Segment Open

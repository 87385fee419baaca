// x402 payment gate (header check + 402 descriptors)

pub mod x402;

pub use x402::*;
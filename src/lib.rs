// x402-services - pay-per-request text utilities behind an x402 payment gate

pub mod analyzers;
pub mod config;
pub mod middleware;
pub mod models;
pub mod payment;
pub mod routes;
pub mod types;

// Re-exports for convenience
pub use config::Config;
pub use models::AppState;

pub fn create_router(state: AppState) -> axum::Router {
    routes::create_router(state)
}
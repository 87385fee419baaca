use axum::extract::rejection::JsonRejection;
use axum::extract::State;
use axum::http::HeaderMap;
use axum::routing::post;
use axum::{Json, Router};
use serde_json::json;
use tracing::info;

use crate::analyzers::summarize::summarize;
use crate::models::{AppState, SummarizeRequest, SummarizeResponse};
use crate::payment::{self, pricing, PaymentRequirements};
use crate::types::{AppError, AppResult};

const DEFAULT_MAX_LENGTH: usize = 200;

pub fn router(state: AppState) -> Router {
    Router::new()
        .route("/summarize", post(summarize_handler))
        .with_state(state)
}

async fn summarize_handler(
    State(state): State<AppState>,
    headers: HeaderMap,
    payload: Result<Json<SummarizeRequest>, JsonRejection>,
) -> AppResult<Json<SummarizeResponse>> {
    payment::require_payment(&headers, &requirements(&state))?;

    let Json(request) = payload.map_err(|_| AppError::invalid("Missing text parameter"))?;
    let text = request.text.as_deref().unwrap_or_default();
    let max_length = request.max_length.unwrap_or(DEFAULT_MAX_LENGTH);

    let result = summarize(text, max_length)?;
    info!(
        ratio = %result.compression_ratio,
        max_length,
        "summarize request served"
    );

    Ok(Json(SummarizeResponse { result, paid: true }))
}

fn requirements(state: &AppState) -> PaymentRequirements {
    PaymentRequirements::for_service(
        &state.config.payment,
        pricing::SUMMARIZE,
        Some(json!({
            "input": {
                "bodyFields": {
                    "text": { "type": "string", "description": "Text to summarize", "required": true },
                    "maxLength": { "type": "number", "description": "Maximum summary length (default: 200)" },
                },
            },
            "output": {
                "summary": { "type": "string" },
                "compressionRatio": { "type": "string" },
            },
        })),
    )
}
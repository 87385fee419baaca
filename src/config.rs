use anyhow::Result;
use serde::Deserialize;
use std::env;

#[derive(Debug, Clone, Deserialize)]
pub struct Config {
    pub server: ServerConfig,
    pub service: ServiceConfig,
    pub payment: PaymentConfig,
}

#[derive(Debug, Clone, Deserialize)]
pub struct ServerConfig {
    pub port: u16,
    pub host: String,
    pub cors_allowed_origins: Vec<String>,
}

#[derive(Debug, Clone, Deserialize)]
pub struct ServiceConfig {
    pub name: String,
    pub description: String,
}

#[derive(Debug, Clone, Deserialize)]
pub struct PaymentConfig {
    /// Wallet address receiving payments.
    pub pay_to: String,
    /// Chain identifier advertised in 402 responses, e.g. "base".
    pub network: String,
    /// Absolute base URL used to build per-endpoint resource URLs.
    pub base_url: String,
    /// Optional asset contract address (USDC on the configured network).
    pub asset: Option<String>,
}

impl Config {
    pub fn from_env() -> Result<Self> {
        dotenvy::dotenv().ok();

        Ok(Self {
            server: ServerConfig {
                port: env::var("PORT")
                    .unwrap_or_else(|_| "3402".to_string())
                    .parse()?,
                host: env::var("HOST").unwrap_or_else(|_| "0.0.0.0".to_string()),
                cors_allowed_origins: env::var("ALLOWED_ORIGINS")
                    .unwrap_or_else(|_| "*".to_string())
                    .split(',')
                    .map(|s| s.trim().to_string())
                    .collect(),
            },
            service: ServiceConfig {
                name: env::var("SERVICE_NAME").unwrap_or_else(|_| "x402-services".to_string()),
                description: env::var("SERVICE_DESCRIPTION")
                    .unwrap_or_else(|_| "Pay-per-use text services via x402".to_string()),
            },
            payment: PaymentConfig {
                pay_to: env::var("PAYTO_ADDRESS")
                    .unwrap_or_else(|_| "0xda53D50572B8124A6B9d6d147d532Db59ABe0610".to_string()),
                network: env::var("X402_NETWORK").unwrap_or_else(|_| "base".to_string()),
                base_url: env::var("PUBLIC_BASE_URL")
                    .unwrap_or_else(|_| "http://localhost:3402".to_string()),
                asset: env::var("X402_ASSET").ok(),
            },
        })
    }
}
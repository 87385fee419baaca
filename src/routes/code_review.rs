use axum::extract::rejection::JsonRejection;
use axum::extract::State;
use axum::http::HeaderMap;
use axum::routing::post;
use axum::{Json, Router};
use serde_json::json;
use tracing::info;

use crate::analyzers::code_review::review;
use crate::models::{AppState, CodeReviewRequest, CodeReviewResponse};
use crate::payment::{self, pricing, PaymentRequirements};
use crate::types::{AppError, AppResult};

pub fn router(state: AppState) -> Router {
    Router::new()
        .route("/code-review", post(code_review_handler))
        .with_state(state)
}

async fn code_review_handler(
    State(state): State<AppState>,
    headers: HeaderMap,
    payload: Result<Json<CodeReviewRequest>, JsonRejection>,
) -> AppResult<Json<CodeReviewResponse>> {
    payment::require_payment(&headers, &requirements(&state))?;

    let Json(request) = payload.map_err(|_| AppError::invalid("Missing code parameter"))?;
    let code = request.code.as_deref().unwrap_or_default();
    let language = request.language.as_deref().unwrap_or("javascript");

    let result = review(code, language)?;
    info!(score = result.score, grade = %result.grade, "code review served");

    Ok(Json(CodeReviewResponse { result, paid: true }))
}

fn requirements(state: &AppState) -> PaymentRequirements {
    PaymentRequirements::for_service(
        &state.config.payment,
        pricing::CODE_REVIEW,
        Some(json!({
            "input": {
                "bodyFields": {
                    "code": { "type": "string", "description": "Code to review", "required": true },
                    "language": { "type": "string", "description": "Programming language (default: javascript)" },
                },
            },
            "output": {
                "issues": { "type": "array", "description": "List of issues found" },
                "suggestions": { "type": "array", "description": "Improvement suggestions" },
                "score": { "type": "number", "description": "Quality score 0-100" },
                "grade": { "type": "string", "description": "Letter grade A-F" },
            },
        })),
    )
}
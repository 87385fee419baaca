//! x402 payment gate.
//!
//! A request is treated as paid when it carries any non-empty value in one
//! of the payment headers; otherwise the endpoint answers 402 with a
//! machine-readable `PaymentRequirements` descriptor. No signature or
//! settlement verification happens here - a deployment wanting real x402
//! compliance would hand the header value to a facilitator service before
//! accepting it.

use axum::http::HeaderMap;
use serde::{Deserialize, Serialize};

use crate::config::PaymentConfig;
use crate::types::{AppError, AppResult};

/// Primary payment header carrying the opaque payment token.
pub const PAYMENT_HEADER: &str = "x-payment";
/// Alternate header name accepted for compatibility.
pub const PAYMENT_HEADER_ALT: &str = "x402-payment";

/// Static pricing for one paid endpoint, in micro USDC.
#[derive(Debug, Clone, Copy)]
pub struct ServicePricing {
    pub name: &'static str,
    pub route: &'static str,
    pub description: &'static str,
    pub price_label: &'static str,
    pub max_amount_required: &'static str,
}

pub mod pricing {
    use super::ServicePricing;

    pub const TRANSLATE: ServicePricing = ServicePricing {
        name: "translate",
        route: "/translate",
        description: "Chinese-English phrase translation",
        price_label: "$0.001",
        max_amount_required: "1000",
    };

    pub const CODE_REVIEW: ServicePricing = ServicePricing {
        name: "code-review",
        route: "/code-review",
        description: "Static code review - detects common issues and leaked credentials",
        price_label: "$0.01",
        max_amount_required: "10000",
    };

    pub const SUMMARIZE: ServicePricing = ServicePricing {
        name: "summarize",
        route: "/summarize",
        description: "Extractive text summarization",
        price_label: "$0.005",
        max_amount_required: "5000",
    };

    pub const SERVICES: [ServicePricing; 3] = [TRANSLATE, CODE_REVIEW, SUMMARIZE];
}

/// Payment descriptor advertised in a 402 response, one per endpoint.
#[derive(Debug, Clone, Serialize, Deserialize)]
#[serde(rename_all = "camelCase")]
pub struct PaymentRequirements {
    pub scheme: String,
    pub network: String,
    /// String integer in the asset's smallest unit (micro USDC).
    pub max_amount_required: String,
    /// Absolute URL of the paid resource.
    pub resource: String,
    pub pay_to: String,
    pub description: String,
    #[serde(skip_serializing_if = "Option::is_none")]
    pub asset: Option<String>,
    #[serde(skip_serializing_if = "Option::is_none")]
    pub max_timeout_seconds: Option<u32>,
    /// Bazaar-style discovery schema for the endpoint's input and output.
    #[serde(skip_serializing_if = "Option::is_none")]
    pub output_schema: Option<serde_json::Value>,
}

impl PaymentRequirements {
    pub fn for_service(
        config: &PaymentConfig,
        pricing: ServicePricing,
        output_schema: Option<serde_json::Value>,
    ) -> Self {
        Self {
            scheme: "exact".to_string(),
            network: config.network.clone(),
            max_amount_required: pricing.max_amount_required.to_string(),
            resource: format!("{}{}", config.base_url.trim_end_matches('/'), pricing.route),
            pay_to: config.pay_to.clone(),
            description: pricing.description.to_string(),
            asset: config.asset.clone(),
            max_timeout_seconds: Some(60),
            output_schema,
        }
    }
}

/// Let the request through when a payment header is present, otherwise fail
/// with the 402 descriptor. The header value is treated as boolean-present
/// and never parsed.
pub fn require_payment(headers: &HeaderMap, requirements: &PaymentRequirements) -> AppResult<()> {
    let paid = [PAYMENT_HEADER, PAYMENT_HEADER_ALT].iter().any(|name| {
        headers
            .get(*name)
            .and_then(|value| value.to_str().ok())
            .is_some_and(|value| !value.is_empty())
    });

    if paid {
        Ok(())
    } else {
        Err(AppError::PaymentRequired(Box::new(requirements.clone())))
    }
}

#[cfg(test)]
mod tests {
    use super::*;
    use axum::http::HeaderValue;

    fn test_requirements() -> PaymentRequirements {
        let config = PaymentConfig {
            pay_to: "0xda53D50572B8124A6B9d6d147d532Db59ABe0610".to_string(),
            network: "base".to_string(),
            base_url: "http://localhost:3402".to_string(),
            asset: None,
        };
        PaymentRequirements::for_service(&config, pricing::TRANSLATE, None)
    }

    #[test]
    fn missing_header_is_unpaid() {
        let headers = HeaderMap::new();
        let err = require_payment(&headers, &test_requirements()).unwrap_err();
        match err {
            AppError::PaymentRequired(req) => {
                assert_eq!(req.scheme, "exact");
                assert_eq!(req.max_amount_required, "1000");
                assert_eq!(req.resource, "http://localhost:3402/translate");
            }
            other => panic!("expected PaymentRequired, got {other:?}"),
        }
    }

    #[test]
    fn any_nonempty_token_is_accepted() {
        let mut headers = HeaderMap::new();
        headers.insert(PAYMENT_HEADER, HeaderValue::from_static("opaque-token"));
        assert!(require_payment(&headers, &test_requirements()).is_ok());
    }

    #[test]
    fn alternate_header_is_accepted() {
        let mut headers = HeaderMap::new();
        headers.insert(PAYMENT_HEADER_ALT, HeaderValue::from_static("t"));
        assert!(require_payment(&headers, &test_requirements()).is_ok());
    }

    #[test]
    fn empty_header_value_is_unpaid() {
        let mut headers = HeaderMap::new();
        headers.insert(PAYMENT_HEADER, HeaderValue::from_static(""));
        assert!(require_payment(&headers, &test_requirements()).is_err());
    }

    #[test]
    fn resource_url_joins_cleanly_with_trailing_slash() {
        let config = PaymentConfig {
            pay_to: "0xabc".to_string(),
            network: "base".to_string(),
            base_url: "https://example.com/".to_string(),
            asset: None,
        };
        let req = PaymentRequirements::for_service(&config, pricing::SUMMARIZE, None);
        assert_eq!(req.resource, "https://example.com/summarize");
    }
}
// HTTP middleware

pub mod cors;

pub use cors::*;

Segment Closed

Task requirements: Repeat exactly the lines of the data from the first one through the line with "const DEFAULT_MAX_LENGTH: usize = 200;", both of them included.

Exercise output:
repository 87385fee419baaca
// x402 payment gate (header check + 402 descriptors)

pub mod x402;

pub use x402::*;
filename src/lib.rs
// x402-services - pay-per-request text utilities behind an x402 payment gate

pub mod analyzers;
pub mod config;
pub mod middleware;
pub mod models;
pub mod payment;
pub mod routes;
pub mod types;

// Re-exports for convenience
pub use config::Config;
pub use models::AppState;

pub fn create_router(state: AppState) -> axum::Router {
    routes::create_router(state)
}
repository 87385fee419baaca
use axum::extract::rejection::JsonRejection;
use axum::extract::State;
use axum::http::HeaderMap;
use axum::routing::post;
use axum::{Json, Router};
use serde_json::json;
use tracing::info;

use crate::analyzers::summarize::summarize;
use crate::models::{AppState, SummarizeRequest, SummarizeResponse};
use crate::payment::{self, pricing, PaymentRequirements};
use crate::types::{AppError, AppResult};

const DEFAULT_MAX_LENGTH: usize = 200;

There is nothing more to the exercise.